//! Static lookup tables for the CSS cipher.
//!
//! The stream cipher tables drive both the sector descrambler and the
//! title key cracker. The authentication tables feed [`derive_key`].
//!
//! [`derive_key`]: crate::css::crypt::derive_key

/// Substitution applied to every scrambled byte before the keystream XOR.
pub const TAB1: [u8; 256] = [
    0x33, 0x73, 0x3B, 0x26, 0x63, 0x23, 0x6B, 0x76,
    0x3E, 0x7E, 0x36, 0x2B, 0x6E, 0x2E, 0x66, 0x7B,
    0xD3, 0x93, 0xDB, 0x06, 0x43, 0x03, 0x4B, 0x96,
    0xDE, 0x9E, 0xD6, 0x0B, 0x4E, 0x0E, 0x46, 0x9B,
    0x57, 0x17, 0x5F, 0x82, 0xC7, 0x87, 0xCF, 0x12,
    0x5A, 0x1A, 0x52, 0x8F, 0xCA, 0x8A, 0xC2, 0x1F,
    0xD9, 0x99, 0xD1, 0x00, 0x49, 0x09, 0x41, 0x90,
    0xD8, 0x98, 0xD0, 0x01, 0x48, 0x08, 0x40, 0x91,
    0x3D, 0x7D, 0x35, 0x24, 0x6D, 0x2D, 0x65, 0x74,
    0x3C, 0x7C, 0x34, 0x25, 0x6C, 0x2C, 0x64, 0x75,
    0xDD, 0x9D, 0xD5, 0x04, 0x4D, 0x0D, 0x45, 0x94,
    0xDC, 0x9C, 0xD4, 0x05, 0x4C, 0x0C, 0x44, 0x95,
    0x59, 0x19, 0x51, 0x80, 0xC9, 0x89, 0xC1, 0x10,
    0x58, 0x18, 0x50, 0x81, 0xC8, 0x88, 0xC0, 0x11,
    0xD7, 0x97, 0xDF, 0x02, 0x47, 0x07, 0x4F, 0x92,
    0xDA, 0x9A, 0xD2, 0x0F, 0x4A, 0x0A, 0x42, 0x9F,
    0x53, 0x13, 0x5B, 0x86, 0xC3, 0x83, 0xCB, 0x16,
    0x5E, 0x1E, 0x56, 0x8B, 0xCE, 0x8E, 0xC6, 0x1B,
    0xB3, 0xF3, 0xBB, 0xA6, 0xE3, 0xA3, 0xEB, 0xF6,
    0xBE, 0xFE, 0xB6, 0xAB, 0xEE, 0xAE, 0xE6, 0xFB,
    0x37, 0x77, 0x3F, 0x22, 0x67, 0x27, 0x6F, 0x72,
    0x3A, 0x7A, 0x32, 0x2F, 0x6A, 0x2A, 0x62, 0x7F,
    0xB9, 0xF9, 0xB1, 0xA0, 0xE9, 0xA9, 0xE1, 0xF0,
    0xB8, 0xF8, 0xB0, 0xA1, 0xE8, 0xA8, 0xE0, 0xF1,
    0x5D, 0x1D, 0x55, 0x84, 0xCD, 0x8D, 0xC5, 0x14,
    0x5C, 0x1C, 0x54, 0x85, 0xCC, 0x8C, 0xC4, 0x15,
    0xBD, 0xFD, 0xB5, 0xA4, 0xED, 0xAD, 0xE5, 0xF4,
    0xBC, 0xFC, 0xB4, 0xA5, 0xEC, 0xAC, 0xE4, 0xF5,
    0x39, 0x79, 0x31, 0x20, 0x69, 0x29, 0x61, 0x70,
    0x38, 0x78, 0x30, 0x21, 0x68, 0x28, 0x60, 0x71,
    0xB7, 0xF7, 0xBF, 0xA2, 0xE7, 0xA7, 0xEF, 0xF2,
    0xBA, 0xFA, 0xB2, 0xAF, 0xEA, 0xAA, 0xE2, 0xFF,];

/// Feedback table of the 17-bit generator, indexed by its high byte.
pub const TAB2: [u8; 256] = [
    0x00, 0x01, 0x02, 0x03, 0x04, 0x05, 0x06, 0x07,
    0x09, 0x08, 0x0B, 0x0A, 0x0D, 0x0C, 0x0F, 0x0E,
    0x12, 0x13, 0x10, 0x11, 0x16, 0x17, 0x14, 0x15,
    0x1B, 0x1A, 0x19, 0x18, 0x1F, 0x1E, 0x1D, 0x1C,
    0x24, 0x25, 0x26, 0x27, 0x20, 0x21, 0x22, 0x23,
    0x2D, 0x2C, 0x2F, 0x2E, 0x29, 0x28, 0x2B, 0x2A,
    0x36, 0x37, 0x34, 0x35, 0x32, 0x33, 0x30, 0x31,
    0x3F, 0x3E, 0x3D, 0x3C, 0x3B, 0x3A, 0x39, 0x38,
    0x49, 0x48, 0x4B, 0x4A, 0x4D, 0x4C, 0x4F, 0x4E,
    0x40, 0x41, 0x42, 0x43, 0x44, 0x45, 0x46, 0x47,
    0x5B, 0x5A, 0x59, 0x58, 0x5F, 0x5E, 0x5D, 0x5C,
    0x52, 0x53, 0x50, 0x51, 0x56, 0x57, 0x54, 0x55,
    0x6D, 0x6C, 0x6F, 0x6E, 0x69, 0x68, 0x6B, 0x6A,
    0x64, 0x65, 0x66, 0x67, 0x60, 0x61, 0x62, 0x63,
    0x7F, 0x7E, 0x7D, 0x7C, 0x7B, 0x7A, 0x79, 0x78,
    0x76, 0x77, 0x74, 0x75, 0x72, 0x73, 0x70, 0x71,
    0x92, 0x93, 0x90, 0x91, 0x96, 0x97, 0x94, 0x95,
    0x9B, 0x9A, 0x99, 0x98, 0x9F, 0x9E, 0x9D, 0x9C,
    0x80, 0x81, 0x82, 0x83, 0x84, 0x85, 0x86, 0x87,
    0x89, 0x88, 0x8B, 0x8A, 0x8D, 0x8C, 0x8F, 0x8E,
    0xB6, 0xB7, 0xB4, 0xB5, 0xB2, 0xB3, 0xB0, 0xB1,
    0xBF, 0xBE, 0xBD, 0xBC, 0xBB, 0xBA, 0xB9, 0xB8,
    0xA4, 0xA5, 0xA6, 0xA7, 0xA0, 0xA1, 0xA2, 0xA3,
    0xAD, 0xAC, 0xAF, 0xAE, 0xA9, 0xA8, 0xAB, 0xAA,
    0xDB, 0xDA, 0xD9, 0xD8, 0xDF, 0xDE, 0xDD, 0xDC,
    0xD2, 0xD3, 0xD0, 0xD1, 0xD6, 0xD7, 0xD4, 0xD5,
    0xC9, 0xC8, 0xCB, 0xCA, 0xCD, 0xCC, 0xCF, 0xCE,
    0xC0, 0xC1, 0xC2, 0xC3, 0xC4, 0xC5, 0xC6, 0xC7,
    0xFF, 0xFE, 0xFD, 0xFC, 0xFB, 0xFA, 0xF9, 0xF8,
    0xF6, 0xF7, 0xF4, 0xF5, 0xF2, 0xF3, 0xF0, 0xF1,
    0xED, 0xEC, 0xEF, 0xEE, 0xE9, 0xE8, 0xEB, 0xEA,
    0xE4, 0xE5, 0xE6, 0xE7, 0xE0, 0xE1, 0xE2, 0xE3,];

/// Feedback table of the 17-bit generator, indexed by its low nine bits.
pub const TAB3: [u8; 512] = tab3();

/// Bit reversal of a byte.
pub const TAB4: [u8; 256] = tab4();

/// Inverted bit reversal of a byte.
pub const TAB5: [u8; 256] = tab5();

/// Inverse permutation of [`TAB1`].
pub const INV_TAB1: [u8; 256] = invert(&TAB1);

/// Inverse permutation of [`TAB4`].
pub const INV_TAB4: [u8; 256] = invert(&TAB4);

/// Challenge byte order for Key1, Key2 and the bus key.
pub const PERM_CHALLENGE: [[usize; 10]; 3] = [
    [1, 3, 0, 7, 5, 2, 9, 6, 4, 8],
    [6, 1, 9, 3, 8, 5, 7, 4, 0, 2],
    [4, 0, 3, 5, 7, 2, 8, 6, 1, 9],
];

/// Variant remapping for Key2 and the bus key. Key1 uses the variant as is.
pub const PERM_VARIANT: [[u8; 32]; 2] = [
    [
        0x0A, 0x08, 0x0E, 0x0C, 0x0B, 0x09, 0x0F, 0x0D, 0x1A, 0x18, 0x1E, 0x1C, 0x1B, 0x19, 0x1F,
        0x1D, 0x02, 0x00, 0x06, 0x04, 0x03, 0x01, 0x07, 0x05, 0x12, 0x10, 0x16, 0x14, 0x13, 0x11,
        0x17, 0x15,
    ],
    [
        0x12, 0x1A, 0x16, 0x1E, 0x02, 0x0A, 0x06, 0x0E, 0x10, 0x18, 0x14, 0x1C, 0x00, 0x08, 0x04,
        0x0C, 0x13, 0x1B, 0x17, 0x1F, 0x03, 0x0B, 0x07, 0x0F, 0x11, 0x19, 0x15, 0x1D, 0x01, 0x09,
        0x05, 0x0D,
    ],
];

pub const SECRET: [u8; 5] = [0xE2, 0xA3, 0x45, 0x10, 0xF4];

/// Per-variant XOR term mixed into every mangling round.
pub const VARIANTS: [u8; 32] = [
    0x00, 0x01, 0x04, 0x05, 0x10, 0x11, 0x14, 0x15, 0x20, 0x21, 0x24, 0x25, 0x30, 0x31, 0x34, 0x35,
    0x80, 0x81, 0x84, 0x85, 0x90, 0x91, 0x94, 0x95, 0xA0, 0xA1, 0xA4, 0xA5, 0xB0, 0xB1, 0xB4, 0xB5,
];

/// Output substitution of the inner mangling rounds.
pub const MANGLE0: [u8; 256] = mangle0();

// TODO: replace MANGLE1 and MANGLE2 with the published CSS authentication
// S-boxes. Until then host and drive sides of the handshake agree with each
// other but not with a real drive.

/// Index substitution of every mangling round.
pub const MANGLE1: [u8; 256] = permutation(0x5D, 0xA7);

/// Output substitution of the outer mangling rounds.
pub const MANGLE2: [u8; 256] = permutation(0x8B, 0x1E);

const fn tab3() -> [u8; 512] {
    const PATTERN: [u8; 8] = [0x00, 0x24, 0x49, 0x6D, 0x92, 0xB6, 0xDB, 0xFF];

    let mut table = [0u8; 512];
    let mut i = 0;
    while i < 512 {
        table[i] = PATTERN[i & 7];
        i += 1;
    }
    table
}

const fn tab4() -> [u8; 256] {
    let mut table = [0u8; 256];
    let mut i = 0;
    while i < 256 {
        table[i] = (i as u8).reverse_bits();
        i += 1;
    }
    table
}

const fn tab5() -> [u8; 256] {
    let mut table = [0u8; 256];
    let mut i = 0;
    while i < 256 {
        table[i] = !(i as u8).reverse_bits();
        i += 1;
    }
    table
}

/// Each byte XORed with itself rotated right by one.
const fn mangle0() -> [u8; 256] {
    let mut table = [0u8; 256];
    let mut i = 0;
    while i < 256 {
        table[i] = (i as u8) ^ (i as u8).rotate_right(1);
        i += 1;
    }
    table
}

/// Affine byte permutation `x * mul + add`. `mul` must be odd.
const fn permutation(mul: u8, add: u8) -> [u8; 256] {
    assert!(mul & 1 == 1);

    let mut table = [0u8; 256];
    let mut i = 0;
    while i < 256 {
        table[i] = (i as u8).wrapping_mul(mul).wrapping_add(add).rotate_left(3);
        i += 1;
    }
    table
}

const fn invert(table: &[u8; 256]) -> [u8; 256] {
    let mut seen = [false; 256];
    let mut inverse = [0u8; 256];
    let mut i = 0;
    while i < 256 {
        let v = table[i] as usize;
        assert!(!seen[v], "table is not a permutation");
        seen[v] = true;
        inverse[v] = i as u8;
        i += 1;
    }
    inverse
}

#[cfg(test)]
mod tests {
    use super::*;

    #[test]
    fn stream_tables() {
        assert_eq!(&TAB3[..8], &[0x00, 0x24, 0x49, 0x6D, 0x92, 0xB6, 0xDB, 0xFF]);
        assert_eq!(TAB3[511], 0xFF);
        assert_eq!(&TAB4[..4], &[0x00, 0x80, 0x40, 0xC0]);
        assert_eq!(&TAB5[..4], &[0xFF, 0x7F, 0xBF, 0x3F]);
        assert_eq!(TAB5[255], 0x00);
    }

    #[test]
    fn inner_round_output_table() {
        assert_eq!(
            &MANGLE0[..10],
            &[0x00, 0x81, 0x03, 0x82, 0x06, 0x87, 0x05, 0x84, 0x0C, 0x8D]
        );
        assert_eq!(MANGLE0[0x80], 0xC0);
        assert_eq!(MANGLE0[0xFF], 0x00);
    }

    #[test]
    fn inverses() {
        for i in 0..=255u8 {
            assert_eq!(INV_TAB1[TAB1[i as usize] as usize], i);
            assert_eq!(INV_TAB4[TAB4[i as usize] as usize], i);
        }
    }

    #[test]
    fn variant_permutations_are_bijective() {
        for perm in PERM_VARIANT {
            let mut seen = [false; 32];
            for v in perm {
                assert!(!seen[v as usize]);
                seen[v as usize] = true;
            }
        }
    }
}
§ §
• [What you need to do]
Reproduce only the lines between the line containing "for v in perm" and the last line of the records, those two lines included, exactly.

• [Exercise result]
            for v in perm {
                assert!(!seen[v as usize]);
                seen[v as usize] = true;
            }
        }
    }
}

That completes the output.